Give the records again in full, exactly as written.

(Stored items)
--------------------------------

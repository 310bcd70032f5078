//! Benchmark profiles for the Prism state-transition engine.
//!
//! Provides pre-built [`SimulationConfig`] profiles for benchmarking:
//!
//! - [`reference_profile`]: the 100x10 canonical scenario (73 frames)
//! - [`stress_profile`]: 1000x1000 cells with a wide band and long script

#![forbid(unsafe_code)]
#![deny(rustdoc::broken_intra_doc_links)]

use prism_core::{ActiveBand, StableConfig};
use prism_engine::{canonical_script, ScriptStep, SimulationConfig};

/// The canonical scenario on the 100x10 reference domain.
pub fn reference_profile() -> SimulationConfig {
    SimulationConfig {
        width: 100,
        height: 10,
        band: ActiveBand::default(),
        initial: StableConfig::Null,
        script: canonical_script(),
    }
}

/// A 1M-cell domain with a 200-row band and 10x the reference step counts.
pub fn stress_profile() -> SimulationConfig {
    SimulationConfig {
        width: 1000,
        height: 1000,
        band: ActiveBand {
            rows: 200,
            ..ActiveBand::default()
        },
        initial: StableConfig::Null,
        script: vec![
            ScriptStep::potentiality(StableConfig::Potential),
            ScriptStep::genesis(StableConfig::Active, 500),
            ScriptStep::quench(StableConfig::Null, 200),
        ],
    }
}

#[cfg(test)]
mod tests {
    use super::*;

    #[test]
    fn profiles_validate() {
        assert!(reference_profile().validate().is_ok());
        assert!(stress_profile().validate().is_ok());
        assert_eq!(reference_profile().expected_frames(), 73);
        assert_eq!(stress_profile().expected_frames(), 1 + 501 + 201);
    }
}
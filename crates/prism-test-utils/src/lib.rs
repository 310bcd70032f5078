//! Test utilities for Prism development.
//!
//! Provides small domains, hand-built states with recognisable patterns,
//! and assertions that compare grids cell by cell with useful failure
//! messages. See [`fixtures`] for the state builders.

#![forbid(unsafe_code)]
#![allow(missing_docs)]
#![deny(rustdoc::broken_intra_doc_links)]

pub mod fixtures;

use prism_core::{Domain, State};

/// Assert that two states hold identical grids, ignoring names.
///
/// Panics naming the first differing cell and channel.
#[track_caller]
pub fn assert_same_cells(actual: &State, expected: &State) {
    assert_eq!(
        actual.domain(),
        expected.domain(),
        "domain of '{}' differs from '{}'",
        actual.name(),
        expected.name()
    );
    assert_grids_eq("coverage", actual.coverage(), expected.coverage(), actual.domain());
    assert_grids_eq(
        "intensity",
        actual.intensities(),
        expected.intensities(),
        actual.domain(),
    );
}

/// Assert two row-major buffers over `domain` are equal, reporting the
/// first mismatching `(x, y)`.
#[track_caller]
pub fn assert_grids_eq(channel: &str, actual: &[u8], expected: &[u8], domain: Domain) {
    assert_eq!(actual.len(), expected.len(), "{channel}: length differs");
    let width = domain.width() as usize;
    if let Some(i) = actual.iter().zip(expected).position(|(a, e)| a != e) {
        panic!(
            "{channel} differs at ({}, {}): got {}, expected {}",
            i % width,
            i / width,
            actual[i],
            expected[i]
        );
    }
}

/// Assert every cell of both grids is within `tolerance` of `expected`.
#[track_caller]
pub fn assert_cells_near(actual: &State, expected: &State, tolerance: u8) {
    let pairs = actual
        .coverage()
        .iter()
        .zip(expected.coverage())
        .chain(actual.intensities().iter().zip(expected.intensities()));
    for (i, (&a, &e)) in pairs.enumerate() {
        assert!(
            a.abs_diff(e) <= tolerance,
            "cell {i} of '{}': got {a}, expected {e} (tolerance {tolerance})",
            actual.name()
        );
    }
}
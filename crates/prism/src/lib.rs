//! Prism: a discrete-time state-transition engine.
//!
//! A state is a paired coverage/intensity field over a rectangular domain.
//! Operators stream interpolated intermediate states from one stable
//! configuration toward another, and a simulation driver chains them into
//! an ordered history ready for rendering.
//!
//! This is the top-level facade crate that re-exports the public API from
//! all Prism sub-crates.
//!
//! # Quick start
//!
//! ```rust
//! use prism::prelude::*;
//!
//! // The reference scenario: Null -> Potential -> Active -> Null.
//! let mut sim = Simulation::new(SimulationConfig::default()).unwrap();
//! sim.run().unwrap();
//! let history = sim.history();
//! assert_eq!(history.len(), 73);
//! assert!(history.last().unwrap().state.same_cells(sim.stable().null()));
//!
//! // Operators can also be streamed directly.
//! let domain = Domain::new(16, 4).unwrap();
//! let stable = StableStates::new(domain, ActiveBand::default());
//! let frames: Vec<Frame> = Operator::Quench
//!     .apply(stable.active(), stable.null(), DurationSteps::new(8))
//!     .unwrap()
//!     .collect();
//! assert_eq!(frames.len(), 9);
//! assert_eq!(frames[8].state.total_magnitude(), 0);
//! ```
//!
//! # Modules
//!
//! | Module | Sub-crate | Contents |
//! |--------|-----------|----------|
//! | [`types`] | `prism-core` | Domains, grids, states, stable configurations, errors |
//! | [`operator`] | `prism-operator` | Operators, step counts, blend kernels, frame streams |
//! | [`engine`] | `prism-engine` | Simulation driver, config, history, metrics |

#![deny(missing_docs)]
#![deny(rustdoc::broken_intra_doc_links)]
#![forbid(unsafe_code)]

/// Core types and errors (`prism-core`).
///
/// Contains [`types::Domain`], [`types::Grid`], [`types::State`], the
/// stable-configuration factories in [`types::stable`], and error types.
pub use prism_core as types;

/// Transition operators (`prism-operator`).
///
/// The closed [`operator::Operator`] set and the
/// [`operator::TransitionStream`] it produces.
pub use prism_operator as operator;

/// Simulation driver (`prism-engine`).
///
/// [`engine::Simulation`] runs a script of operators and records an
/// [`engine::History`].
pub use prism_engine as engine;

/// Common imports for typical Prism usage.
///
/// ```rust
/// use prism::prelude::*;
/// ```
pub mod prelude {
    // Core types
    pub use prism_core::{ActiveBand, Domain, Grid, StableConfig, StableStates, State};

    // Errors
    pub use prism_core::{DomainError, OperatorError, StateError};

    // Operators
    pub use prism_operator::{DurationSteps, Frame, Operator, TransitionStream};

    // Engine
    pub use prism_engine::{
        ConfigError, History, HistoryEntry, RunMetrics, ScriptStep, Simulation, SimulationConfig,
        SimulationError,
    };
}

--------------------------------

- RESULT BELOW:
repository 310bcd70032f5078
//! Benchmark profiles for the Prism state-transition engine.
//!
//! Provides pre-built [`SimulationConfig`] profiles for benchmarking:
//!
//! - [`reference_profile`]: the 100x10 canonical scenario (73 frames)
//! - [`stress_profile`]: 1000x1000 cells with a wide band and long script

#![forbid(unsafe_code)]
#![deny(rustdoc::broken_intra_doc_links)]

use prism_core::{ActiveBand, StableConfig};
use prism_engine::{canonical_script, ScriptStep, SimulationConfig};

/// The canonical scenario on the 100x10 reference domain.
pub fn reference_profile() -> SimulationConfig {
    SimulationConfig {
        width: 100,
        height: 10,
        band: ActiveBand::default(),
        initial: StableConfig::Null,
        script: canonical_script(),
    }
}

/// A 1M-cell domain with a 200-row band and 10x the reference step counts.
pub fn stress_profile() -> SimulationConfig {
    SimulationConfig {
        width: 1000,
        height: 1000,
        band: ActiveBand {
            rows: 200,
            ..ActiveBand::default()
        },
        initial: StableConfig::Null,
        script: vec![
            ScriptStep::potentiality(StableConfig::Potential),
            ScriptStep::genesis(StableConfig::Active, 500),
            ScriptStep::quench(StableConfig::Null, 200),
        ],
    }
}

#[cfg(test)]
mod tests {
    use super::*;

    #[test]
    fn profiles_validate() {
        assert!(reference_profile().validate().is_ok());
        assert!(stress_profile().validate().is_ok());
        assert_eq!(reference_profile().expected_frames(), 73);
        assert_eq!(stress_profile().expected_frames(), 1 + 501 + 201);
    }
}
filename crates/prism-test-utils/src/lib.rs
repository 310bcd70032f5078
//! Test utilities for Prism development.
//!
//! Provides small domains, hand-built states with recognisable patterns,
//! and assertions that compare grids cell by cell with useful failure
//! messages. See [`fixtures`] for the state builders.

#![forbid(unsafe_code)]
#![allow(missing_docs)]
#![deny(rustdoc::broken_intra_doc_links)]

pub mod fixtures;

use prism_core::{Domain, State};

/// Assert that two states hold identical grids, ignoring names.
///
/// Panics naming the first differing cell and channel.
#[track_caller]
pub fn assert_same_cells(actual: &State, expected: &State) {
    assert_eq!(
        actual.domain(),
        expected.domain(),
        "domain of '{}' differs from '{}'",
        actual.name(),
        expected.name()
    );
    assert_grids_eq("coverage", actual.coverage(), expected.coverage(), actual.domain());
    assert_grids_eq(
        "intensity",
        actual.intensities(),
        expected.intensities(),
        actual.domain(),
    );
}

/// Assert two row-major buffers over `domain` are equal, reporting the
/// first mismatching `(x, y)`.
#[track_caller]
pub fn assert_grids_eq(channel: &str, actual: &[u8], expected: &[u8], domain: Domain) {
    assert_eq!(actual.len(), expected.len(), "{channel}: length differs");
    let width = domain.width() as usize;
    if let Some(i) = actual.iter().zip(expected).position(|(a, e)| a != e) {
        panic!(
            "{channel} differs at ({}, {}): got {}, expected {}",
            i % width,
            i / width,
            actual[i],
            expected[i]
        );
    }
}

/// Assert every cell of both grids is within `tolerance` of `expected`.
#[track_caller]
pub fn assert_cells_near(actual: &State, expected: &State, tolerance: u8) {
    let pairs = actual
        .coverage()
        .iter()
        .zip(expected.coverage())
        .chain(actual.intensities().iter().zip(expected.intensities()));
    for (i, (&a, &e)) in pairs.enumerate() {
        assert!(
            a.abs_diff(e) <= tolerance,
            "cell {i} of '{}': got {a}, expected {e} (tolerance {tolerance})",
            actual.name()
        );
    }
}
filename crates/prism/src/lib.rs
//! Prism: a discrete-time state-transition engine.
//!
//! A state is a paired coverage/intensity field over a rectangular domain.
//! Operators stream interpolated intermediate states from one stable
//! configuration toward another, and a simulation driver chains them into
//! an ordered history ready for rendering.
//!
//! This is the top-level facade crate that re-exports the public API from
//! all Prism sub-crates.
//!
//! # Quick start
//!
//! ```rust
//! use prism::prelude::*;
//!
//! // The reference scenario: Null -> Potential -> Active -> Null.
//! let mut sim = Simulation::new(SimulationConfig::default()).unwrap();
//! sim.run().unwrap();
//! let history = sim.history();
//! assert_eq!(history.len(), 73);
//! assert!(history.last().unwrap().state.same_cells(sim.stable().null()));
//!
//! // Operators can also be streamed directly.
//! let domain = Domain::new(16, 4).unwrap();
//! let stable = StableStates::new(domain, ActiveBand::default());
//! let frames: Vec<Frame> = Operator::Quench
//!     .apply(stable.active(), stable.null(), DurationSteps::new(8))
//!     .unwrap()
//!     .collect();
//! assert_eq!(frames.len(), 9);
//! assert_eq!(frames[8].state.total_magnitude(), 0);
//! ```
//!
//! # Modules
//!
//! | Module | Sub-crate | Contents |
//! |--------|-----------|----------|
//! | [`types`] | `prism-core` | Domains, grids, states, stable configurations, errors |
//! | [`operator`] | `prism-operator` | Operators, step counts, blend kernels, frame streams |
//! | [`engine`] | `prism-engine` | Simulation driver, config, history, metrics |

#![deny(missing_docs)]
#![deny(rustdoc::broken_intra_doc_links)]
#![forbid(unsafe_code)]

/// Core types and errors (`prism-core`).
///
/// Contains [`types::Domain`], [`types::Grid`], [`types::State`], the
/// stable-configuration factories in [`types::stable`], and error types.
pub use prism_core as types;

/// Transition operators (`prism-operator`).
///
/// The closed [`operator::Operator`] set and the
/// [`operator::TransitionStream`] it produces.
pub use prism_operator as operator;

/// Simulation driver (`prism-engine`).
///
/// [`engine::Simulation`] runs a script of operators and records an
/// [`engine::History`].
pub use prism_engine as engine;

/// Common imports for typical Prism usage.
///
/// ```rust
/// use prism::prelude::*;
/// ```
pub mod prelude {
    // Core types
    pub use prism_core::{ActiveBand, Domain, Grid, StableConfig, StableStates, State};

    // Errors
    pub use prism_core::{DomainError, OperatorError, StateError};

    // Operators
    pub use prism_operator::{DurationSteps, Frame, Operator, TransitionStream};

    // Engine
    pub use prism_engine::{
        ConfigError, History, HistoryEntry, RunMetrics, ScriptStep, Simulation, SimulationConfig,
        SimulationError,
    };
}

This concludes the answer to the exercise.